意見が対立しているときの選択肢を整理!コンフリクト処理モデル

TIPS

仕事を進めていく上で発生する他人との対立。小さいものを含めると日々大量に発生します。

組織内であれば、「このような対応の方が良いのでは」「こういう部分で改善してほしい」といったやりとり、組織外であれば「もっと安く販売して欲しい」「この価格で購入して欲しい」といった交渉は、日常の風景ですね。

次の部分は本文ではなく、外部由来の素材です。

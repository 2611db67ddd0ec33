//! Application state shared with the desktop shell.

use std::path::{Path, PathBuf};
use std::sync::{Arc, Mutex, MutexGuard, PoisonError};
use serde::Serialize;
use tokio::sync::broadcast;
use tracing::{debug, info};

use crate::compare::{
    ComparisonRenderer,
    ComparisonView,
    ContainerBounds,
    ExportRequest,
    PointerEvent,
    RenderPlan,
    ViewMode,
    save_export,
};
use crate::core::{Candidate, FilterChoice, ProcessingState, SelectionInfo, Session, SessionEvent};
use crate::ingest::{DropZone, IngestSource, Ingestor};
use crate::processing::{HttpProcessingClient, ProcessingBackend, SubmissionOrchestrator, SubmissionOutcome};
use crate::utils::{ClientConfig, StudioResult, ValidationError};

/// Everything the frontend needs to redraw in one round trip.
#[derive(Debug, Clone, PartialEq, Serialize)]
#[serde(rename_all = "camelCase")]
pub struct SessionSnapshot {
    pub selection: Option<SelectionInfo>,
    pub processing: ProcessingState,
    pub view: ComparisonView,
    pub drop_active: bool,
    pub plan: RenderPlan,
}

/// Application state managed by Tauri.
///
/// Owns the session and the three components that act on it. Commands are thin
/// wrappers over these methods.
pub struct AppState {
    config: ClientConfig,
    session: Arc<Session>,
    client: Arc<HttpProcessingClient>,
    orchestrator: SubmissionOrchestrator,
    ingestor: Ingestor,
    renderer: Mutex<ComparisonRenderer>,
    drop_zone: Mutex<DropZone>,
}

impl AppState {
    /// Creates the state with the HTTP client as processing backend.
    pub fn new(config: ClientConfig) -> StudioResult<Self> {
        let client = Arc::new(HttpProcessingClient::new(&config)?);
        let backend: Arc<dyn ProcessingBackend> = client.clone();
        Ok(Self::assemble(config, client, backend))
    }

    /// Creates the state with a custom backend for submissions.
    ///
    /// The HTTP client is still built from `config` for URLs, health checks and
    /// exports.
    pub fn with_backend(config: ClientConfig, backend: Arc<dyn ProcessingBackend>) -> StudioResult<Self> {
        let client = Arc::new(HttpProcessingClient::new(&config)?);
        Ok(Self::assemble(config, client, backend))
    }

    fn assemble(config: ClientConfig, client: Arc<HttpProcessingClient>, backend: Arc<dyn ProcessingBackend>) -> Self {
        let session = Arc::new(Session::new());
        debug!("AppState targeting {}", client.endpoints().base());

        Self {
            orchestrator: SubmissionOrchestrator::new(Arc::clone(&session), backend),
            ingestor: Ingestor::new(Arc::clone(&session), config.max_upload_bytes),
            renderer: Mutex::new(ComparisonRenderer::default()),
            drop_zone: Mutex::new(DropZone::default()),
            config,
            session,
            client,
        }
    }

    pub fn config(&self) -> &ClientConfig {
        &self.config
    }

    pub fn session(&self) -> &Arc<Session> {
        &self.session
    }

    pub fn client(&self) -> &HttpProcessingClient {
        &self.client
    }

    pub fn subscribe(&self) -> broadcast::Receiver<SessionEvent> {
        self.session.subscribe()
    }

    pub async fn ingest(&self, candidate: Candidate, source: IngestSource) -> StudioResult<SelectionInfo> {
        self.ingestor.ingest(candidate, source).await
    }

    pub async fn ingest_path(&self, path: impl AsRef<Path>, source: IngestSource) -> StudioResult<SelectionInfo> {
        self.ingestor.ingest_path(path, source).await
    }

    pub fn drag_over(&self) {
        if self.drop_zone().drag_over() {
            self.session.emit(SessionEvent::DropZoneChanged { active: true });
        }
    }

    pub fn drag_leave(&self) {
        if self.drop_zone().drag_leave() {
            self.session.emit(SessionEvent::DropZoneChanged { active: false });
        }
    }

    /// Ends a drag and ingests the first dropped path, if any.
    pub async fn drop_paths(&self, paths: Vec<PathBuf>) -> StudioResult<Option<SelectionInfo>> {
        let (first, was_active) = {
            let mut zone = self.drop_zone();
            let was_active = zone.is_active();
            (zone.drop_items(paths), was_active)
        };
        if was_active {
            self.session.emit(SessionEvent::DropZoneChanged { active: false });
        }

        match first {
            Some(path) => self.ingest_path(path, IngestSource::Drop).await.map(Some),
            None => {
                debug!("Drop carried no files");
                Ok(None)
            }
        }
    }

    pub async fn submit(&self, filter: FilterChoice) -> Result<SubmissionOutcome, ValidationError> {
        self.orchestrator.submit(filter).await
    }

    pub fn set_view_mode(&self, mode: ViewMode) -> StudioResult<ComparisonView> {
        let state = self.session.processing_state();
        let mut renderer = self.renderer();
        renderer.set_mode(&state, mode)?;
        Ok(renderer.view())
    }

    pub fn pointer(&self, event: PointerEvent, bounds: ContainerBounds) -> ComparisonView {
        let state = self.session.processing_state();
        let mut renderer = self.renderer();
        renderer.handle_pointer(event, bounds, &state);
        renderer.view()
    }

    pub fn render_plan(&self) -> RenderPlan {
        let state = self.session.processing_state();
        let selection = self.session.selection_info();
        self.renderer().plan(selection.as_ref(), &state, self.client.endpoints())
    }

    pub fn snapshot(&self) -> SessionSnapshot {
        let processing = self.session.processing_state();
        let selection = self.session.selection_info();
        let renderer = self.renderer();

        SessionSnapshot {
            plan: renderer.plan(selection.as_ref(), &processing, self.client.endpoints()),
            view: renderer.view(),
            drop_active: self.drop_zone().is_active(),
            selection,
            processing,
        }
    }

    pub fn export_request(&self) -> StudioResult<ExportRequest> {
        let state = self.session.processing_state();
        Ok(self.renderer().export(&state, self.client.endpoints())?)
    }

    /// Saves the current result to `dest`. Returns the bytes written.
    pub async fn export_to(&self, dest: &Path) -> StudioResult<u64> {
        let request = self.export_request()?;
        save_export(&self.client, &request, dest).await
    }

    pub async fn check_server(&self) -> bool {
        let healthy = self.client.check_health().await;
        info!("Processing server at {} is {}", self.client.endpoints().base(), if healthy { "up" } else { "down" });
        healthy
    }

    pub fn teardown(&self) {
        self.session.teardown();
    }

    fn renderer(&self) -> MutexGuard<'_, ComparisonRenderer> {
        self.renderer.lock().unwrap_or_else(PoisonError::into_inner)
    }

    fn drop_zone(&self) -> MutexGuard<'_, DropZone> {
        self.drop_zone.lock().unwrap_or_else(PoisonError::into_inner)
    }
}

それぞれ、役割と目標が異なるため、意見が対立することは珍しいことではありません。

意見が対立しているとき、どうしますか?
自分の意見を貫く?相手に譲る?

いくつかの選択肢がありますね。今回はその選択肢を整理してみましょう。
どのような選択肢があるかをしっかり理解しておくことで、「どうしよう?」と、ただただ困惑してしまう事態を避けられます。

意見が対立しているときの選択肢は5つ

コンフリクト(Conflict)とは、対立・論争・争い・衝突といった意味です。

大小問わず、他人と意見が対立しているときの選択肢は5つです。つまり、5つの中から選ぶしかないということですね。とてもシンプルです。

1 協働

お互いに意見を否定せず、それぞれの役割、目的、大事にしていること、条件、事情を踏まえて、建設的な案を協力的に生み出します。最も理想的な展開ですね。

2 適応

相手の意見を尊重し、相手の主張を受け入れます。「意見を尊重」というと聞こえが良いですが、言い換えると譲歩、服従、屈服ともいえます。自身に不利益が発生するような場合はできれば避けたい選択肢です。けれども、相手との関係を維持することや関係性を深めることを重視する場合には、有意義な選択肢の1つになります。

3 競争

自身の主張を通します。相手の主張を認めず、受け入れません。もしくは、認めて受け入れた上で、何らかの理由で自身の主張を通します。別の言い方をすると、相手に「適応」してもらうというスタンスです。時にはこういった強気な対応が必要な場面もあります。

4 妥協

それぞれの主張を整理した上で、お互いに妥協点を見つける形です。お互いに主張を譲らない状況下で、「落とし所を見つけましょう」というスタイルです。痛み分けです。

5 逃避

そもそも対立に向き合わなかったり、無期限の保留にしたり、決着を避ける形です。関わりを穏便に避けたい場合など、意図的に選択する場合もありますので、必ずしも良くない選択肢というわけではありません。

どの選択肢を選ぶべきなのか

最も良い形は、もちろん「協働」ですが、なかなかそう上手くはいかないのが現実の世界です。ビジネスでは様々な要素が絡みますので、どの選択肢がベストな選択肢なのかは、都度異なってきます。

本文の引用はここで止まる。